Western Blot - Analysis of Experimental Data

You wish to explore the expression pattern of the POI protein  in various tissues of the centaurembryo. (POI - Protein of Interest - is a fictional protein, used as an example in this tutorial.) Your goal is to determine whether the horse-derived organs and the human derived organs differ in the expression pattern of POI.
To that end you take a 30 days embryo, dissect the various organs, prepare whole tissue lysates from the various organs and run samples in two equal polyacrylamide gels, taking special care to load equal amounts of the lysates in each well. You use one gel to prepare the blot, and treat it with an anti-POI antibody, and then with a secondary antibody  conjugated to a reporter enzyme. Immunoblotting will show you only the POI protein on the gel.
You use the second gel to perform Coomassie staining.
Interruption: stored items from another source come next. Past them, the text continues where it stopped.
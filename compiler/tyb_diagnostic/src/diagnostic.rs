//! Core diagnostic types.

use std::fmt;

use crate::ErrorCode;

/// Severity level for diagnostics.
#[derive(Copy, Clone, Eq, PartialEq, Hash, Debug)]
pub enum Severity {
    Error,
    Warning,
    Note,
}

impl fmt::Display for Severity {
    fn fmt(&self, f: &mut fmt::Formatter<'_>) -> fmt::Result {
        match self {
            Severity::Error => write!(f, "error"),
            Severity::Warning => write!(f, "warning"),
            Severity::Note => write!(f, "note"),
        }
    }
}

/// A diagnostic attributed to a declaration.
///
/// There are no source spans at this layer: declarations either come from the
/// analyzer (which owns spans) or from binary artifacts (which have none), so
/// the `subject` carries the qualified name of the triggering declaration.
#[derive(Clone, Eq, PartialEq, Hash, Debug)]
#[must_use = "diagnostics should be reported or returned, not silently dropped"]
pub struct Diagnostic {
    /// Error code for searchability.
    pub code: ErrorCode,
    /// Severity level.
    pub severity: Severity,
    /// Main message.
    pub message: String,
    /// Qualified name of the declaration the failure belongs to.
    pub subject: Option<String>,
    /// Additional context.
    pub notes: Vec<String>,
}

impl Diagnostic {
    fn new_with_severity(code: ErrorCode, severity: Severity) -> Self {
        Diagnostic {
            code,
            severity,
            message: String::new(),
            subject: None,
            notes: Vec::new(),
        }
    }

    /// Create a new error diagnostic.
    #[cold]
    pub fn error(code: ErrorCode) -> Self {
        Self::new_with_severity(code, Severity::Error)
    }

    /// Create a new warning diagnostic.
    #[cold]
    pub fn warning(code: ErrorCode) -> Self {
        Self::new_with_severity(code, Severity::Warning)
    }

    /// Set the main message.
    pub fn with_message(mut self, message: impl Into<String>) -> Self {
        self.message = message.into();
        self
    }

    /// Attribute the diagnostic to a declaration.
    pub fn with_subject(mut self, subject: impl Into<String>) -> Self {
        self.subject = Some(subject.into());
        self
    }

    /// Attribute the diagnostic to a declaration unless one is already set.
    ///
    /// Used when an error bubbles up from a member to its enclosing
    /// declaration: the innermost attribution wins.
    pub fn or_subject(mut self, subject: impl Into<String>) -> Self {
        if self.subject.is_none() {
            self.subject = Some(subject.into());
        }
        self
    }

    /// Add a note.
    pub fn with_note(mut self, note: impl Into<String>) -> Self {
        self.notes.push(note.into());
        self
    }

    /// Check if this is an error.
    pub fn is_error(&self) -> bool {
        self.severity == Severity::Error
    }

    /// Check if this is a warning.
    pub fn is_warning(&self) -> bool {
        self.severity == Severity::Warning
    }
}

impl fmt::Display for Diagnostic {
    fn fmt(&self, f: &mut fmt::Formatter<'_>) -> fmt::Result {
        write!(f, "{}[{}]: {}", self.severity, self.code, self.message)?;
        if let Some(subject) = &self.subject {
            write!(f, "\n  --> {subject}")?;
        }
        for note in &self.notes {
            write!(f, "\n  = note: {note}")?;
        }
        Ok(())
    }
}

#[cfg(test)]
mod tests;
This staining will show ALL proteins on the gel.

Here are the results of the two procedures.

Coomassie Staining 
(Detects all proteins)
Immunoblot
(Detects the POI protein)
What can you learn about the expression pattern of POI?
1. Immunoblotting is not sensitive enough. We can see POI in all samples following Coomassie staining but not following the immunoblotting. Apparently, Coomassie staining is a more sensitive method.
2. Something went wrong with the immunoblotting. Thus, we hardly see any staining. We need to repeat the procedure more carefully.
3. There are relatively low amounts of POI in the various organs, so we cannot detect them using whole tissue lysates.